WORK TO BE COMPLETED: I'd like every line from the material below that has "info" in it.
___
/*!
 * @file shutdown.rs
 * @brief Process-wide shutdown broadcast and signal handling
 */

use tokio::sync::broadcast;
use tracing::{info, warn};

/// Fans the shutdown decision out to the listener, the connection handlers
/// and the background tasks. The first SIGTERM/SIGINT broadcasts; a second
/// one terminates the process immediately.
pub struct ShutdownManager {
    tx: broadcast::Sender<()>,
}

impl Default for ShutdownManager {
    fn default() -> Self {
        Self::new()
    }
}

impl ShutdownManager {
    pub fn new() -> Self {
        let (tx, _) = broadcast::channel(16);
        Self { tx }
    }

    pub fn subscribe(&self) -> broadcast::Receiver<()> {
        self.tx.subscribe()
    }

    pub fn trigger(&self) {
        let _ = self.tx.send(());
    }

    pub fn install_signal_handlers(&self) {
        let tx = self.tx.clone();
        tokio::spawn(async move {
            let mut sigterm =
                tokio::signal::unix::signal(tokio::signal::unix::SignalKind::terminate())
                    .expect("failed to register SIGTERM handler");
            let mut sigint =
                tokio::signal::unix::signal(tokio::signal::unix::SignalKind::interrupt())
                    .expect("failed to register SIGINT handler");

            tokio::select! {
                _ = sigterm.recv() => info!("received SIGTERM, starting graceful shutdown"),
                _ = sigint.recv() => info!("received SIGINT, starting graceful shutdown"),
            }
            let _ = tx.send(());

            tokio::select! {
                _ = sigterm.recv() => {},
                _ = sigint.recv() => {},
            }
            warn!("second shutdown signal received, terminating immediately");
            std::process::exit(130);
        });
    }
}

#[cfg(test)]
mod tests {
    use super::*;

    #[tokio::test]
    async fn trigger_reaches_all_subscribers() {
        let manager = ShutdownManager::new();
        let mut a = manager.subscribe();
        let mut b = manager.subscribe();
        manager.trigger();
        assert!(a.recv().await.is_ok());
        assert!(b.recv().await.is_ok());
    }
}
___
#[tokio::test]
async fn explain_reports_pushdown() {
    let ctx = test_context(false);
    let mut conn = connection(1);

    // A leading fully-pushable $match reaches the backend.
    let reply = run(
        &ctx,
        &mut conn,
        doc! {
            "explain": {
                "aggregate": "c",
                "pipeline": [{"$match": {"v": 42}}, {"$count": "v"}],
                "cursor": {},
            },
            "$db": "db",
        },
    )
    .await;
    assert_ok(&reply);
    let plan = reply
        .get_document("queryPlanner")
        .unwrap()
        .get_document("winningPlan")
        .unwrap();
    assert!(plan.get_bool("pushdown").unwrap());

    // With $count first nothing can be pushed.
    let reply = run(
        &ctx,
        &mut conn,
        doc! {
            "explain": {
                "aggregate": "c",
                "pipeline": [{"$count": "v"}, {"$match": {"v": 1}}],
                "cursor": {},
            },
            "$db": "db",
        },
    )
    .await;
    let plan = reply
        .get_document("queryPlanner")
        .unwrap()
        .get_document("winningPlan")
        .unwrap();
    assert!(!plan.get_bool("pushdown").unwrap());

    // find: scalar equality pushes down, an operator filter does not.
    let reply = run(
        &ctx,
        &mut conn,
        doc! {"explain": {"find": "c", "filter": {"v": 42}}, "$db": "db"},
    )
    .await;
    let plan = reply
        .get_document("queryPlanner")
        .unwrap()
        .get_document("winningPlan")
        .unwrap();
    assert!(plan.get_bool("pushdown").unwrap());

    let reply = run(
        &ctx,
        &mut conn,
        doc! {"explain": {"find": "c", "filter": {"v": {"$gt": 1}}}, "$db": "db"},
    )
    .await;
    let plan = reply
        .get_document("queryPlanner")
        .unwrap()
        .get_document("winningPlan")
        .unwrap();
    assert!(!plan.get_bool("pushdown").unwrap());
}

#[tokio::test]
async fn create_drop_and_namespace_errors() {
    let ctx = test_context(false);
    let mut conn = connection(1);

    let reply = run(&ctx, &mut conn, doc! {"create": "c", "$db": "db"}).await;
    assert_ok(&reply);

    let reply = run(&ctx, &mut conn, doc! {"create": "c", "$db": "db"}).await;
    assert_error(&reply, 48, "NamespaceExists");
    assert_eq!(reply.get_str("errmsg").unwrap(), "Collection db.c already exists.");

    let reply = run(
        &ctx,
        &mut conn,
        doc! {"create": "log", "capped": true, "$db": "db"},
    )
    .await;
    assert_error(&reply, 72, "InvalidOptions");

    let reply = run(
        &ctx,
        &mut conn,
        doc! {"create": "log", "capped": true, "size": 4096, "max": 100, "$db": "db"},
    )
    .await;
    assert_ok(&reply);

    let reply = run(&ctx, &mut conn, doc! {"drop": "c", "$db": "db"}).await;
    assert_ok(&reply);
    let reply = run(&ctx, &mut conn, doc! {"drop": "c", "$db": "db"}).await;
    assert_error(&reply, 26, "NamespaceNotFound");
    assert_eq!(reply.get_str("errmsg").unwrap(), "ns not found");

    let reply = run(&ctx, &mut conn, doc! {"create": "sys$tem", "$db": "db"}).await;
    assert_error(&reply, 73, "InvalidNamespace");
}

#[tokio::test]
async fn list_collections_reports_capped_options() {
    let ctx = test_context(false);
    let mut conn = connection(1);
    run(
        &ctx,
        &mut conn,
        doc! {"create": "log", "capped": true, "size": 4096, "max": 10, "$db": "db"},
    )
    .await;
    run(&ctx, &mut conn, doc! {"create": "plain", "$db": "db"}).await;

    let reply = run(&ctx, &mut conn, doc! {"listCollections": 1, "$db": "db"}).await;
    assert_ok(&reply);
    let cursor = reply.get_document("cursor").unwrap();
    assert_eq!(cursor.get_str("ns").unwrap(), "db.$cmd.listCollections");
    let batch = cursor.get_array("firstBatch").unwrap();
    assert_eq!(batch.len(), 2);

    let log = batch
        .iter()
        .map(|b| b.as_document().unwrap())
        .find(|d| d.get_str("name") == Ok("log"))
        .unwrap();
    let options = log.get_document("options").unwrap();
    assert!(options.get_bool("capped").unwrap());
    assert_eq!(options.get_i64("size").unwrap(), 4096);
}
___
ANSWER BOX:
use tracing::{info, warn};
                _ = sigterm.recv() => info!("received SIGTERM, starting graceful shutdown"),
                _ = sigint.recv() => info!("received SIGINT, starting graceful shutdown"),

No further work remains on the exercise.